Getting Started with File Dumps


Our mobile and connected TV (CTV) app file dumps provide insight into: app metadata, performance metrics, tech stacks, permissions, localization techniques, top chart rankings, classifications, content ratings, ad space resellers, and more.

Currently, our file dumps provide intelligence on Google Play, the Apple App Store, Amazon Appstore, Tencent MyApp, Huawei AppGallery, Roku Channel Store, Apple TV tvOS App Store, Amazon Fire TV, Google TV, Samsung Smart TV Apps, LG Content Store, and Vizio SmartCast Apps.

Available File Dumps

We offer the following app details file dumps:

We also offer the following file dumps for app store top charts:

And finally, we offer the following app intelligence file dumps:

Data Format

Data is stored in a single gzipped file with line delimited JSON with the following characteristics:

  • Each line is a valid JSON object
  • UTF-8 encoding
  • Line separator is '\n'

Access Credentials

To obtain your access credentials, review the File Dumps page or contact us directly.

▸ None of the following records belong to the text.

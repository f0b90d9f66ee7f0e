pub mod casetable;
pub mod document;
pub mod fields;
pub mod shape;

// Re-export commonly used types at the model level.
pub use casetable::{
    Case, CaseSegment, CasetablePayload, Eval, EvalCase, EvalScanPlane, EvalsSection,
    PermanentPreset, Reset, SpeedActivation, StaticInput, TableSegment,
};
pub use document::{DocumentModel, FileInfoField, MenuItem};
pub use fields::{Device, Field, Fieldset, FieldsetsPayload, ScanPlane, ShapeRef};
pub use shape::{Geometry, Point, Shape, ShapeType};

Note: Do not share your access credentials publicly (in emails, source control, chats etc.). Your credentials will be automatically decommissioned if you do so.

Authentication

Clients require AWS S3 credentials in order to obtain the data files. Your credentials are available in your 42matters account under Launchpad.

There are many tools that can be used to access our file dump data. Check with your security or DevOps team to determine which is the most suitable for your company.

Cyberduck

You can use Cyberduck to make sure your credentials work. After installing and launching the Cyberduck software, click Open Connection and choose Amazon S3 from the dropdown.

Enter external.42matters.com.s3.amazonaws.com in the server field and your account's access credentials in the relevant fields.

Cyberduck

After successfully authenticating, you will be able to navigate to the target path locations, which we've supplied in the on-boarding email.

Cyberduck

ExpanDrive

An alternative tool you can use is ExpanDrive. After installing the software, launch it and click on the large "+" button in the bottom-left. Then choose Amazon S3.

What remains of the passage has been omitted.